After the team's first adventure stopping Kang, Captain America and Iron Man ordered the team to break up and refused to train the team without their parents' consent. However, Kate still wanted to be a Young Avenger. Believing the worst Captain America and Iron Man could do was inform their parents, Kate took the team to an abandoned warehouse previously owned by one of her father's companies, Bishop Publishing, which became the team's lair. She also had new uniforms made for them, since Cap told them to "never wear those uniforms again."

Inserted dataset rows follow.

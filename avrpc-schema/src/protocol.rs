//! Avro protocol documents.
//!
//! A protocol names a set of messages, each with a request field list, a
//! response schema, and declared error schemas. Protocols are value types:
//! their identity is the canonical JSON text, and the protocol hash is the
//! MD5 digest of that text. The hash is computed on demand so a mutated
//! protocol can never serve a stale digest.

use crate::error::SchemaError;
use crate::schema::{Field, RecordSchema, Schema};
use md5::{Digest, Md5};
use serde_json::{json, Value as Json};
use std::collections::{BTreeMap, HashMap, HashSet};

/// MD5 digest of a protocol's canonical JSON text.
pub type ProtocolHash = [u8; 16];

/// MD5 of an arbitrary protocol text, e.g. the client protocol received
/// during a handshake. Hash verification must digest the text as sent, not
/// a re-serialization.
pub fn hash_of(text: &str) -> ProtocolHash {
    let mut hasher = Md5::new();
    hasher.update(text.as_bytes());
    hasher.finalize().into()
}

/// One RPC message: request fields, response schema, declared errors.
#[derive(Debug, Clone, PartialEq)]
pub struct Message {
    pub request: Vec<Field>,
    pub response: Schema,
    /// Declared error schemas. Every message error union additionally has
    /// `string` as its first branch, per Avro protocol semantics; `string`
    /// is implicit and never listed here.
    pub errors: Vec<Schema>,
}

impl Message {
    pub fn new(request: Vec<Field>, response: Schema) -> Self {
        Self {
            request,
            response,
            errors: Vec::new(),
        }
    }

    pub fn with_error(mut self, error: Schema) -> Self {
        self.errors.push(error);
        self
    }

    /// The request field list viewed as a record, which is how the codec
    /// encodes call parameters. Both sides derive the record name from the
    /// message name, so resolution matches by name.
    pub fn request_record(&self, message_name: &str) -> Schema {
        Schema::Record(RecordSchema {
            name: format!("{message_name}_request"),
            namespace: None,
            fields: self.request.clone(),
        })
    }

    /// The union a fault payload is encoded under: `string` first, then the
    /// declared error schemas in order.
    pub fn error_union(&self) -> Schema {
        let mut branches = vec![Schema::String];
        branches.extend(self.errors.iter().cloned());
        Schema::Union(branches)
    }
}

/// A named set of messages plus the named types they share.
#[derive(Debug, Clone, PartialEq)]
pub struct Protocol {
    pub name: String,
    pub namespace: Option<String>,
    messages: BTreeMap<String, Message>,
}

impl Protocol {
    pub fn new(name: impl Into<String>) -> Self {
        Self {
            name: name.into(),
            namespace: None,
            messages: BTreeMap::new(),
        }
    }

    pub fn with_namespace(mut self, namespace: impl Into<String>) -> Self {
        self.namespace = Some(namespace.into());
        self
    }

    /// Registers a message (a route). Any previously computed hash no
    /// longer describes this protocol; `hash()` always digests the current
    /// canonical text.
    pub fn add_message(&mut self, name: impl Into<String>, message: Message) -> &mut Self {
        self.messages.insert(name.into(), message);
        self
    }

    pub fn message(&self, name: &str) -> Option<&Message> {
        self.messages.get(name)
    }

    pub fn messages(&self) -> impl Iterator<Item = (&String, &Message)> {
        self.messages.iter()
    }

    /// Canonical JSON document: named types hoisted into `types` in first
    /// use order, messages referencing them by name.
    pub fn canonical_json(&self) -> Json {
        let mut seen = HashSet::new();
        let mut types = Vec::new();
        for message in self.messages.values() {
            for field in &message.request {
                collect_named(&field.schema, &mut seen, &mut types);
            }
            collect_named(&message.response, &mut seen, &mut types);
            for error in &message.errors {
                collect_named(error, &mut seen, &mut types);
            }
        }

        let mut messages = serde_json::Map::new();
        for (name, message) in &self.messages {
            let request: Vec<Json> = message
                .request
                .iter()
                .map(|f| {
                    let mut obj = json!({"name": f.name, "type": f.schema.to_json(&mut seen)});
                    if let Some(default) = &f.default {
                        obj["default"] = default.clone();
                    }
                    obj
                })
                .collect();
            let mut doc = json!({
                "request": request,
                "response": message.response.to_json(&mut seen),
            });
            if !message.errors.is_empty() {
                doc["errors"] = Json::Array(
                    message
                        .errors
                        .iter()
                        .map(|e| e.to_json(&mut seen))
                        .collect(),
                );
            }
            messages.insert(name.clone(), doc);
        }

        let mut doc = json!({
            "protocol": self.name,
            "types": types,
            "messages": messages,
        });
        if let Some(ns) = &self.namespace {
            doc["namespace"] = json!(ns);
        }
        doc
    }

    /// The canonical text whose MD5 is the protocol hash.
    pub fn text(&self) -> String {
        self.canonical_json().to_string()
    }

    /// MD5 of the canonical text, computed on demand.
    pub fn hash(&self) -> ProtocolHash {
        hash_of(&self.text())
    }

    /// Parses a protocol JSON document.
    pub fn parse(text: &str) -> Result<Protocol, SchemaError> {
        let doc: Json = serde_json::from_str(text)?;
        let obj = doc
            .as_object()
            .ok_or_else(|| SchemaError::InvalidProtocol("document is not an object".into()))?;
        let name = obj
            .get("protocol")
            .and_then(Json::as_str)
            .ok_or_else(|| SchemaError::InvalidProtocol("missing \"protocol\" name".into()))?;
        let namespace = obj.get("namespace").and_then(Json::as_str).map(String::from);

        let mut names = HashMap::new();
        if let Some(types) = obj.get("types").and_then(Json::as_array) {
            for t in types {
                Schema::from_json(t, &mut names)?;
            }
        }

        let mut protocol = Protocol {
            name: name.to_string(),
            namespace,
            messages: BTreeMap::new(),
        };

        if let Some(messages) = obj.get("messages").and_then(Json::as_object) {
            for (msg_name, msg_doc) in messages {
                let msg_obj = msg_doc.as_object().ok_or_else(|| {
                    SchemaError::InvalidProtocol(format!("message {msg_name} is not an object"))
                })?;

                let mut request = Vec::new();
                if let Some(fields) = msg_obj.get("request").and_then(Json::as_array) {
                    for fd in fields {
                        let fobj = fd.as_object().ok_or_else(|| {
                            SchemaError::InvalidProtocol(format!(
                                "bad request field in message {msg_name}"
                            ))
                        })?;
                        let fname =
                            fobj.get("name").and_then(Json::as_str).ok_or_else(|| {
                                SchemaError::InvalidProtocol(format!(
                                    "unnamed request field in message {msg_name}"
                                ))
                            })?;
                        let ftype = fobj.get("type").ok_or_else(|| {
                            SchemaError::InvalidProtocol(format!(
                                "request field {fname} has no type"
                            ))
                        })?;
                        request.push(Field {
                            name: fname.to_string(),
                            schema: Schema::from_json(ftype, &mut names)?,
                            default: fobj.get("default").cloned(),
                        });
                    }
                }

                let response = match msg_obj.get("response") {
                    Some(r) => Schema::from_json(r, &mut names)?,
                    None => Schema::Null,
                };

                let mut errors = Vec::new();
                if let Some(errs) = msg_obj.get("errors").and_then(Json::as_array) {
                    for e in errs {
                        errors.push(Schema::from_json(e, &mut names)?);
                    }
                }

                protocol.messages.insert(
                    msg_name.clone(),
                    Message {
                        request,
                        response,
                        errors,
                    },
                );
            }
        }

        Ok(protocol)
    }
}

/// Hoists the first definition of every named type reachable from `schema`
/// into `types`, in depth-first order.
fn collect_named(schema: &Schema, seen: &mut HashSet<String>, types: &mut Vec<Json>) {
    match schema {
        Schema::Fixed(_) | Schema::Enum(_) | Schema::Record(_) => {
            let name = schema.name().unwrap_or_default();
            if !seen.contains(&name) {
                types.push(schema.to_json(seen));
            }
        }
        Schema::Array(items) => collect_named(items, seen, types),
        Schema::Map(values) => collect_named(values, seen, types),
        Schema::Union(branches) => {
            for b in branches {
                collect_named(b, seen, types);
            }
        }
        Schema::Logical { inner, .. } => collect_named(inner, seen, types),
        _ => {}
    }
}
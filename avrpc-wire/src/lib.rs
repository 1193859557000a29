//! # avrpc-wire
//!
//! Message framing and handshake envelopes for avrpc.
//!
//! A message body is a sequence of length-prefixed frames closed by a
//! zero-length terminator. Decoded values are not aligned to frame
//! boundaries; [`MessageReader`] pools payloads and retries decoding as
//! frames arrive. The handshake, call-header, and response-header records
//! in [`handshake`] ride at fixed positions in every body under schemas
//! both peers hard-code.

pub mod error;
pub mod frame;
pub mod handshake;

pub use error::WireError;
pub use frame::{frame, frames, unframe, Frames, MessageBuilder, MessageReader, FRAME_HEADER_SIZE};
pub use handshake::{
    CallHeader, HandshakeMatch, HandshakeRequest, HandshakeResponse, Meta, ResponseHeader,
};
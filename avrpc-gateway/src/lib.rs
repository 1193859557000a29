//! # avrpc-gateway
//!
//! Client-side call orchestration for avrpc.
//!
//! [`Gateway`] owns the local protocol and a [`Transport`], performs the
//! handshake as part of every call, caches the server's protocol once
//! learned, and retries transient transport failures with exponential
//! backoff. `NONE` handshakes fail the call without retry: resending the
//! same incompatible protocol cannot succeed.

pub mod error;
pub mod gateway;
pub mod transport;

pub use error::{GatewayError, TransportError};
pub use gateway::{Gateway, GatewayConfig};
pub use transport::Transport;
fn decode_value(
    reader: &Schema,
    writer: &Schema,
    cursor: &mut Cursor<'_>,
) -> Result<Value, CodecError> {
    // The writer's union branch index comes off the wire first; the result
    // then belongs to whichever reader branch can read that branch.
    if let Schema::Union(wb) = writer {
        let index = cursor.read_long()?;
        let branch = wb
            .get(usize::try_from(index).unwrap_or(usize::MAX))
            .ok_or(CodecError::BadBranchIndex {
                index,
                count: wb.len(),
            })?;
        return match reader {
            Schema::Union(_) => decode_value(resolve_branch(reader, branch)?, branch, cursor),
            _ => decode_value(reader, branch, cursor),
        };
    }
    if let Schema::Union(_) = reader {
        let branch = resolve_branch(reader, writer)?;
        return decode_value(branch, writer, cursor);
    }

    // Logical annotations do not change wire bytes; read under the writer's
    // underlying type, then apply the reader's host mapping.
    if let Schema::Logical { kind, inner } = reader {
        let raw = decode_value(inner, unwrap_logical(writer), cursor)?;
        return apply_logical(*kind, raw);
    }
    if let Schema::Logical { inner, .. } = writer {
        return decode_value(reader, inner, cursor);
    }

    match (reader, writer) {
        (Schema::Null, Schema::Null) => Ok(Value::Null),
        (Schema::Boolean, Schema::Boolean) => match cursor.read_byte()? {
            0 => Ok(Value::Boolean(false)),
            1 => Ok(Value::Boolean(true)),
            other => Err(CodecError::InvalidBoolean(other)),
        },
        (Schema::Int, Schema::Int) => {
            let n = cursor.read_long()?;
            i32::try_from(n)
                .map(Value::Int)
                .map_err(|_| CodecError::IntOutOfRange(n))
        }
        (Schema::Long, Schema::Int | Schema::Long) => cursor.read_long().map(Value::Long),
        (Schema::Float, Schema::Int | Schema::Long) => {
            cursor.read_long().map(|n| Value::Float(n as f32))
        }
        (Schema::Float, Schema::Float) => {
            let bytes = cursor.read_exact(4)?;
            Ok(Value::Float(f32::from_le_bytes(
                bytes.try_into().expect("4 bytes"),
            )))
        }
        (Schema::Double, Schema::Int | Schema::Long) => {
            cursor.read_long().map(|n| Value::Double(n as f64))
        }
        (Schema::Double, Schema::Float) => {
            let bytes = cursor.read_exact(4)?;
            Ok(Value::Double(f64::from(f32::from_le_bytes(
                bytes.try_into().expect("4 bytes"),
            ))))
        }
        (Schema::Double, Schema::Double) => {
            let bytes = cursor.read_exact(8)?;
            Ok(Value::Double(f64::from_le_bytes(
                bytes.try_into().expect("8 bytes"),
            )))
        }
        (Schema::String, Schema::String) => {
            let len = cursor.read_len()?;
            let bytes = cursor.read_exact(len)?;
            String::from_utf8(bytes.to_vec())
                .map(Value::String)
                .map_err(|_| CodecError::InvalidUtf8)
        }
        (Schema::Bytes, Schema::Bytes) => {
            let len = cursor.read_len()?;
            Ok(Value::Bytes(cursor.read_exact(len)?.to_vec()))
        }
        (Schema::Fixed(r), Schema::Fixed(w)) if r.name == w.name && r.size == w.size => {
            Ok(Value::Fixed(cursor.read_exact(w.size)?.to_vec()))
        }
        (Schema::Enum(r), Schema::Enum(w)) => {
            let index = cursor.read_long()?;
            let symbol = usize::try_from(index)
                .ok()
                .and_then(|i| w.symbols.get(i))
                .ok_or(CodecError::BadEnumIndex {
                    name: w.name.clone(),
                    index,
                })?;
            // Name-based resolution: the reader's symbol order is irrelevant,
            // but the symbol must exist for the reader.
            if !r.has_symbol(symbol) {
                return Err(CodecError::UnknownSymbol {
                    name: r.name.clone(),
                    symbol: symbol.clone(),
                });
            }
            Ok(Value::Enum(symbol.clone()))
        }
        (Schema::Array(r), Schema::Array(w)) => {
            let mut elems = Vec::new();
            loop {
                let count = cursor.read_long()?;
                if count == 0 {
                    break;
                }
                // A negative count is followed by the block's byte size.
                let count = if count < 0 {
                    cursor.read_long()?;
                    count.unsigned_abs()
                } else {
                    count as u64
                };
                for _ in 0..count {
                    elems.push(decode_value(r, w, cursor)?);
                }
            }
            Ok(Value::Array(elems))
        }
        (Schema::Map(r), Schema::Map(w)) => {
            let mut entries = HashMap::new();
            loop {
                let count = cursor.read_long()?;
                if count == 0 {
                    break;
                }
                let count = if count < 0 {
                    cursor.read_long()?;
                    count.unsigned_abs()
                } else {
                    count as u64
                };
                for _ in 0..count {
                    let key_len = cursor.read_len()?;
                    let key = String::from_utf8(cursor.read_exact(key_len)?.to_vec())
                        .map_err(|_| CodecError::InvalidUtf8)?;
                    entries.insert(key, decode_value(r, w, cursor)?);
                }
            }
            Ok(Value::Map(entries))
        }
        (Schema::Record(r), Schema::Record(w)) => {
            let mut decoded: HashMap<&str, Value> = HashMap::new();
            // Writer order governs the wire; fields the reader does not
            // know are consumed and discarded.
            for wf in &w.fields {
                match r.field(&wf.name) {
                    Some(rf) => {
                        let value = decode_value(&rf.schema, &wf.schema, cursor)?;
                        decoded.insert(rf.name.as_str(), value);
                    }
                    None => skip_value(&wf.schema, cursor)?,
                }
            }
            // Assemble in reader order, filling reader-only fields from
            // their defaults.
            let mut fields = Vec::with_capacity(r.fields.len());
            for rf in &r.fields {
                let value = match decoded.remove(rf.name.as_str()) {
                    Some(v) => v,
                    None => match &rf.default {
                        Some(default) => Value::from_default(&rf.schema, default)?,
                        None if rf.schema.is_nullable() => Value::Null,
                        None => {
                            return Err(CodecError::MissingDefault {
                                field: rf.name.clone(),
                            })
                        }
                    },
                };
                fields.push((rf.name.clone(), value));
            }
            Ok(Value::Record(fields))
        }
        (r, w) => Err(CodecError::Unresolvable {
            reader: r.to_string(),
            writer: w.to_string(),
        }),
    }
}

/// First reader branch able to read the writer schema.
fn resolve_branch<'a>(reader: &'a Schema, writer: &Schema) -> Result<&'a Schema, CodecError> {
    let Schema::Union(branches) = reader else {
        return Ok(reader);
    };
    branches
        .iter()
        .find(|b| can_read(b, writer))
        .ok_or_else(|| CodecError::Unresolvable {
            reader: reader.to_string(),
            writer: writer.to_string(),
        })
}

fn unwrap_logical(schema: &Schema) -> &Schema {
    match schema {
        Schema::Logical { inner, .. } => inner,
        other => other,
    }
}

/// Lifts a raw primitive value into the reader's logical host type.
pub(crate) fn apply_logical(kind: LogicalKind, raw: Value) -> Result<Value, CodecError> {
    match (kind, raw) {
        (LogicalKind::Date, Value::Int(days)) => crate::encode::epoch_date()
            .checked_add_signed(chrono::Duration::days(i64::from(days)))
            .map(Value::Date)
            .ok_or(CodecError::InvalidLogical {
                what: "date",
                value: i64::from(days),
            }),
        (LogicalKind::TimeMillis, Value::Int(millis)) => {
            time_from_micros(i64::from(millis) * 1_000, "time-millis")
        }
        (LogicalKind::TimeMicros, Value::Long(micros)) => time_from_micros(micros, "time-micros"),
        (LogicalKind::TimestampMillis, Value::Long(millis)) => {
            chrono::DateTime::from_timestamp_millis(millis)
                .map(Value::Timestamp)
                .ok_or(CodecError::InvalidLogical {
                    what: "timestamp-millis",
                    value: millis,
                })
        }
        (LogicalKind::TimestampMicros, Value::Long(micros)) => {
            chrono::DateTime::from_timestamp_micros(micros)
                .map(Value::Timestamp)
                .ok_or(CodecError::InvalidLogical {
                    what: "timestamp-micros",
                    value: micros,
                })
        }
        (LogicalKind::Uuid, Value::String(text)) => uuid::Uuid::parse_str(&text)
            .map(Value::Uuid)
            .map_err(|_| CodecError::InvalidUuid(text)),
        (LogicalKind::Decimal { scale, .. }, Value::Bytes(bytes) | Value::Fixed(bytes)) => {
            Ok(Value::Decimal(Decimal::new(
                twos_complement_to_i128(&bytes)?,
                scale,
            )))
        }
        (_, other) => Err(CodecError::TypeMismatch {
            schema: kind.tag().to_string(),
            value: other.type_name().to_string(),
        }),
    }
}

fn time_from_micros(micros: i64, what: &'static str) -> Result<Value, CodecError> {
    let secs = u32::try_from(micros / 1_000_000);
    let nanos = u32::try_from((micros % 1_000_000) * 1_000);
    match (secs, nanos) {
        (Ok(s), Ok(n)) => chrono::NaiveTime::from_num_seconds_from_midnight_opt(s, n)
            .map(Value::Time)
            .ok_or(CodecError::InvalidLogical {
                what,
                value: micros,
            }),
        _ => Err(CodecError::InvalidLogical {
            what,
            value: micros,
        }),
    }
}

/// Sign-extends a big-endian two's-complement byte string into an i128.
fn twos_complement_to_i128(bytes: &[u8]) -> Result<i128, CodecError> {
    if bytes.len() > 16 {
        return Err(CodecError::DecimalTooWide(bytes.len()));
    }
    if bytes.is_empty() {
        return Ok(0);
    }
    let fill = if bytes[0] & 0x80 != 0 { 0xFF } else { 0x00 };
    let mut wide = [fill; 16];
    wide[16 - bytes.len()..].copy_from_slice(bytes);
    Ok(i128::from_be_bytes(wide))
}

Kate is close with her friend and teammate Stature, and has a certain degree of chemistry with teammate Patriot, although their relationship is punctuated by near-constant bickering and one-upmanship; when Stature observed that "no matter what happens" Wiccan and Hulkling "have each other" and Kate has Patriot, Kate immediately objected, saying "all we do is fight". The team's newest member, Speed, immediately referred to Patriot as "your boyfriend," prompting another denial by Kate. Kate is the driving member of the team, pushing everyone to stay together and operates as the team's unofficial deputy-leader when Patriot's not around, even giving him occasional orders.

After Patriot is injured, Captain America informs the Young Avengers that he hopes that they start normal lives. Kate tells him if he had trained them, Patriot might not have been injured and it was best for him to help the Young Avengers by accepting them. Jessica Jones returns to give Kate the original Hawkeye's bow and arrows with a note from Captain America addressed to Hawkeye. Jessica told Kate that the only other person to stand up to Captain America the way Kate did was Hawkeye, and that Captain America wanted her to take Clint's codename. Kate did and became the third "Hawkeye."

===Civil War===
Kate has been identified as one of the 142 registered superheroes who appear on the cover of the comic book Avengers: The Initiative #1. However, she and Patriot (also on that cover) make a brief appearance in Doctor Strange's home, the hideout of the New Avengers in the second issue of Fallen Son: The Death of Captain America, casting some doubt into their allegiances. However, in the same issue of Fallen Son, Iron Fist remarks that "It's been a tough week" leading to the assumption that series takes place in the week following Captain America's death, and the Young Avengers may have registered after that. In the same series, however, Kate and Patriot confront Clint Barton, who had temporarily taken on the costume and shield of Captain America, who is attempting to capture them for being unregistered heroes, leaving more confusion.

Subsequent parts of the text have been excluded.